- Born: September 9, 1942 (age 83) Memphis, Tennessee
- Education: Cornell University
- Occupations: Businessman, civil engineer, financial planner, writer

= Harold Evensky =

American businessman and writer

Harold Evensky (born September 9, 1942) is an American businessman, civil engineer, financial planner, and writer. He is a Certified Financial Planner (CFP), an Accredited Investment Fiduciary (AIF) and chairman of Evensky & Katz, a financial planning firm.

== Biography ==
Born in Memphis, Tennessee, Evensky moved to New Orleans with his family at age four. After earning a Bachelor of Civil Engineering and a Masters of Science from Cornell University, he worked as an engineer and builder in Louisiana, Ohio, and Florida, before becoming a financial adviser.

After some time as a vice president of investments for Bache & Co. (later acquired by Prudential Financial) and Drexel Burnham Lambert, he and his cousin Peter Brown opened up a private practice in 1986 under the name Evensky & Brown. In 1990, Chicago-based financial adviser Deena Katz merged her practice to form Evensky, Brown & Katz, where she served as company President. The new firm would go through a number of changes, including joining with partner Robert Levitt, parting with Levitt some years later, facing the retirement of co-founder Brown in the early 2000s, and relaunching the company as Evensky & Katz on its 20th anniversary in 2004.

== Financial planning ==
Evensky was dubbed the "Dean of Financial Planning" by Don Phillips, CEO of Morningstar.

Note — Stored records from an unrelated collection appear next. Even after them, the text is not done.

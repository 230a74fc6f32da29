//! Cylindrical surface emitter.
//!
//! The emitter is a pure sampler: each [`Emitter::spawn`] call produces an
//! initial position uniformly distributed on the lateral surface of a
//! cylinder, and an outward-biased velocity. It holds no mutable state
//! beyond its `visible` flag, which gates rendering only - spawning is
//! unaffected by visibility.
//!
//! # Example
//!
//! ```
//! use spindrift::Emitter;
//! use glam::Vec3;
//! use rand::SeedableRng;
//! use rand::rngs::SmallRng;
//!
//! let emitter = Emitter::new(Vec3::ZERO, Vec3::Y, 2.0, 4.0).unwrap();
//! let mut rng = SmallRng::seed_from_u64(7);
//! let (position, _velocity) = emitter.spawn(&mut rng);
//!
//! // Spawn points sit on the lateral surface, radius 2 from the axis.
//! let radial = position - Vec3::Y * position.y;
//! assert!((radial.length() - 2.0).abs() < 1e-4);
//! ```

use crate::config::check_range;
use crate::error::ConfigError;
use glam::Vec3;
use rand::Rng;
use std::f32::consts::TAU;
use std::ops::Range;

/// Cylindrical particle source.
///
/// Geometry is fixed at construction: a cylinder of the given `radius` and
/// `height` centered on `center`, aligned with `axis`. Velocity is the
/// outward surface normal scaled by a random speed, plus a random axial
/// jitter component.
#[derive(Debug, Clone)]
pub struct Emitter {
    center: Vec3,
    /// Normalized cylinder axis.
    axis: Vec3,
    /// Orthonormal basis completing `axis`, used to place surface points.
    basis_u: Vec3,
    basis_v: Vec3,
    radius: f32,
    height: f32,
    speed: Range<f32>,
    axial_jitter: f32,
    /// Whether the presenter should draw the emitter geometry.
    pub visible: bool,
}

impl Emitter {
    /// Create an emitter for a cylinder at `center` aligned with `axis`.
    ///
    /// `axis` is normalized here; `radius` and `height` must be positive.
    pub fn new(center: Vec3, axis: Vec3, radius: f32, height: f32) -> Result<Self, ConfigError> {
        if !center.is_finite() {
            return Err(ConfigError::NonFinite { name: "emitter center" });
        }
        let axis = axis
            .try_normalize()
            .ok_or(ConfigError::ZeroVector { name: "emitter axis" })?;
        if !radius.is_finite() || radius <= 0.0 {
            return Err(ConfigError::NonPositive { name: "emitter radius", value: radius });
        }
        if !height.is_finite() || height <= 0.0 {
            return Err(ConfigError::NonPositive { name: "emitter height", value: height });
        }

        let (basis_u, basis_v) = orthonormal_basis(axis);
        Ok(Self {
            center,
            axis,
            basis_u,
            basis_v,
            radius,
            height,
            speed: 0.5..2.0,
            axial_jitter: 0.3,
            visible: true,
        })
    }

    /// Set the random speed range for spawned particles.
    pub fn with_speed(mut self, speed: Range<f32>) -> Result<Self, ConfigError> {
        check_range("emitter speed", &speed)?;
        self.speed = speed;
        Ok(self)
    }

    /// Set the maximum axial velocity component added on top of the
    /// radial direction. Zero disables the jitter.
    pub fn with_axial_jitter(mut self, jitter: f32) -> Result<Self, ConfigError> {
        if !jitter.is_finite() || jitter < 0.0 {
            return Err(ConfigError::NonFinite { name: "emitter axial jitter" });
        }
        self.axial_jitter = jitter;
        Ok(self)
    }

    /// Sample an initial position and velocity for a new particle.
    ///
    /// The position is uniform on the lateral surface: random angle in
    /// `[0, 2π)`, random height along the axis, radius fixed. The velocity
    /// points along the outward surface normal at that angle, scaled by a
    /// random speed, with a random `[0, jitter)` component along the axis.
    pub fn spawn<R: Rng>(&self, rng: &mut R) -> (Vec3, Vec3) {
        let theta = rng.gen_range(0.0..TAU);
        let h = rng.gen_range(0.0..self.height);

        // Outward normal of the lateral surface at this angle.
        let radial = self.basis_u * theta.cos() + self.basis_v * theta.sin();
        let position = self.center + radial * self.radius + self.axis * (h - 0.5 * self.height);

        let speed = rng.gen_range(self.speed.clone());
        let axial = if self.axial_jitter > 0.0 {
            rng.gen_range(0.0..self.axial_jitter)
        } else {
            0.0
        };
        let velocity = radial * speed + self.axis * axial;

        (position, velocity)
    }

    /// Cylinder center.
    #[inline]
    pub fn center(&self) -> Vec3 {
        self.center
    }

    /// Normalized cylinder axis.
    #[inline]
    pub fn axis(&self) -> Vec3 {
        self.axis
    }

    /// Cylinder radius.
    #[inline]
    pub fn radius(&self) -> f32 {
        self.radius
    }

    /// Cylinder height.
    #[inline]
    pub fn height(&self) -> f32 {
        self.height
    }
}

impl Default for Emitter {
    /// Radius 2, height 4, Y axis, centered at the origin.
    fn default() -> Self {
        Self {
            center: Vec3::ZERO,
            axis: Vec3::Y,
            basis_u: Vec3::X,
            basis_v: Vec3::NEG_Z,
            radius: 2.0,
            height: 4.0,
            speed: 0.5..2.0,
            axial_jitter: 0.3,
            visible: true,
        }
    }
}

/// Build two unit vectors perpendicular to `axis` and to each other.
fn orthonormal_basis(axis: Vec3) -> (Vec3, Vec3) {
    let helper = if axis.dot(Vec3::X).abs() > 0.9 {
        Vec3::Y
    } else {
        Vec3::X
    };
    let u = (helper - axis * helper.dot(axis)).normalize();
    let v = axis.cross(u);
    (u, v)
}

#[cfg(test)]
mod tests {
    use super::*;
    use rand::rngs::SmallRng;
    use rand::SeedableRng;

    fn emitter() -> Emitter {
        Emitter::new(Vec3::ZERO, Vec3::Y, 2.0, 4.0).unwrap()
    }

    #[test]
    fn test_degenerate_geometry_rejected() {
        assert!(Emitter::new(Vec3::ZERO, Vec3::ZERO, 2.0, 4.0).is_err());
        assert!(Emitter::new(Vec3::ZERO, Vec3::Y, 0.0, 4.0).is_err());
        assert!(Emitter::new(Vec3::ZERO, Vec3::Y, 2.0, -1.0).is_err());
    }

    #[test]
    fn test_spawn_on_lateral_surface() {
        let emitter = emitter();
        let mut rng = SmallRng::seed_from_u64(1);
        for _ in 0..200 {
            let (position, _) = emitter.spawn(&mut rng);
            let axial = position.y;
            let radial = position - Vec3::Y * axial;
            assert!((radial.length() - 2.0).abs() < 1e-4);
            assert!(axial >= -2.0 && axial < 2.0);
        }
    }

    #[test]
    fn test_spawn_velocity_outward_and_in_range() {
        let emitter = emitter();
        let mut rng = SmallRng::seed_from_u64(2);
        for _ in 0..200 {
            let (position, velocity) = emitter.spawn(&mut rng);
            let radial = (position - Vec3::Y * position.y).normalize();

            // Radial component carries the sampled speed.
            let outward = velocity.dot(radial);
            assert!(outward >= 0.5 && outward < 2.0);

            // Axial component is the jitter, never downward.
            let axial = velocity.dot(Vec3::Y);
            assert!(axial >= 0.0 && axial < 0.3);
        }
    }

    #[test]
    fn test_angular_coverage() {
        // Full surface coverage: every angular bin gets hit over many spawns.
        let emitter = emitter();
        let mut rng = SmallRng::seed_from_u64(3);
        let mut bins = [0u32; 16];
        for _ in 0..2000 {
            let (position, _) = emitter.spawn(&mut rng);
            let angle = position.z.atan2(position.x) + std::f32::consts::PI;
            let bin = ((angle / TAU) * 16.0) as usize % 16;
            bins[bin] += 1;
        }
        assert!(bins.iter().all(|&count| count > 0), "bins: {:?}", bins);
    }

    #[test]
    fn test_tilted_axis_keeps_radius() {
        let axis = Vec3::new(1.0, 1.0, 0.0);
        let center = Vec3::new(3.0, -1.0, 2.0);
        let emitter = Emitter::new(center, axis, 1.5, 2.0).unwrap();
        let mut rng = SmallRng::seed_from_u64(4);
        for _ in 0..100 {
            let (position, _) = emitter.spawn(&mut rng);
            let offset = position - center;
            let radial = offset - emitter.axis() * offset.dot(emitter.axis());
            assert!((radial.length() - 1.5).abs() < 1e-4);
        }
    }
}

Evensky has published books about his "two bucket" cash flow strategy and core and satellite strategy to the profession. He has addressed conferences throughout the United States, Canada, Europe, Australia, Asia, South Africa, and the United Kingdom. He has served as a contributing writer for Financial Advisor Magazine and The Asian Financial Planning Journal, research columnist for the Journal of Financial Planning, and a member of the editorial review board of the Journal of Financial Planning.

Evensky wrote the books Long Term Health Care (1990) and Wealth Management (1996). He has also co-authored The New Wealth Management (2011), a CFA Institute Investment Series text, and Hello Harold, a book for the public. He has also co-edited two books with his business partner and wife, Deena Katz, titled The Investment Think Tank: Theory, Strategy, and Practice For Advisers (2004) and Retirement Income Redesigned: Master Plans for Distribution (2006) where he also wrote a chapter for each.

Evensky has served on a number of different financial advisory boards, including as chairperson of the TIAA-CREF Institute Advisor Advisory Board, the International CFP Council, the CFP Board of Governors, the CFP Board of Examiners, and the CFP Board of Appeals, as well as a member of the national board of the International Association for Financial Planning (IAFP) and the Charles Schwab institutional advisory board and council. Evensky is a member of the Financial Planning Association, the Academy of Financial Services, the CFA Institute, and as an associate member of the American Bar Association and the AICPA. He is also a co-founder of the Alpha Group, an association of senior investment advisors and industry professionals.

== Later career ==
Evensky and his wife and partner Deena Katz opened a financial planning office in Lubbock, Texas, in May 2008.

Evensky also increased his involvement in the Personal Financial Planning (PFP) Program at Texas Tech University, where Katz had accepted a faculty position. Serving as an Adjunct Graduate Professor and then as Professor of Practice, he taught a behavioral finance course for the program, and a graduate level Wealth Management course since the fall of 2008.

== Accolades ==

In October 2018, Evensky received the P. Kemp Fain, Jr. Award, the pinnacle of recognition in the financial planning profession, honoring one exceptional individual who has made outstanding contributions to the financial planning profession. In October 2013, he received the Financial Planning Association's Heart of Financial Planning Award, granted jointly to Evensky and Katz. In granting the award, FPA cited Evensky and Katz's work "educating current and future advisers through teaching, internship coordination and writing books."

Evensky was named one of the five "Movers, Shakers & Decision Makers, The Most Influential People in the Financial Planning Profession" by Financial Planning Magazine. He is also cited by Accounting Today in their "Top Ten Names to Know in Financial Planning". Worth Magazine named Evensky as one of the top 100 Financial Advisers each year from 2002-2006.

Investment Advisor has named both him and Katz as members of The IA 25, a listing as the most influential people in finance on multiple occasions. The 2004 edition, appearing in May of that year, featured both of them on the cover. In January 2004, he appeared on the cover of Investment Advisor with Katz to speak about the changes to their firm, their personal life, and on the profession over the previous years.

In 2002, Evensky's paper titled "Changing Equity Premium Implications for Wealth Management Portfolio Design", won the Journal of Financial Planning's "Call for Papers" competition, and in 1999, Evensky was awarded the Dow Jones Investment Advisor Portfolio Management Award for Lifetime Achievement. His firm has pioneered the investment strategy of Core & Satellite for practitioners, an institutional strategy that uses passive management over "Core" positions and a blend of passive and active management over opportunity driven Satellite positions.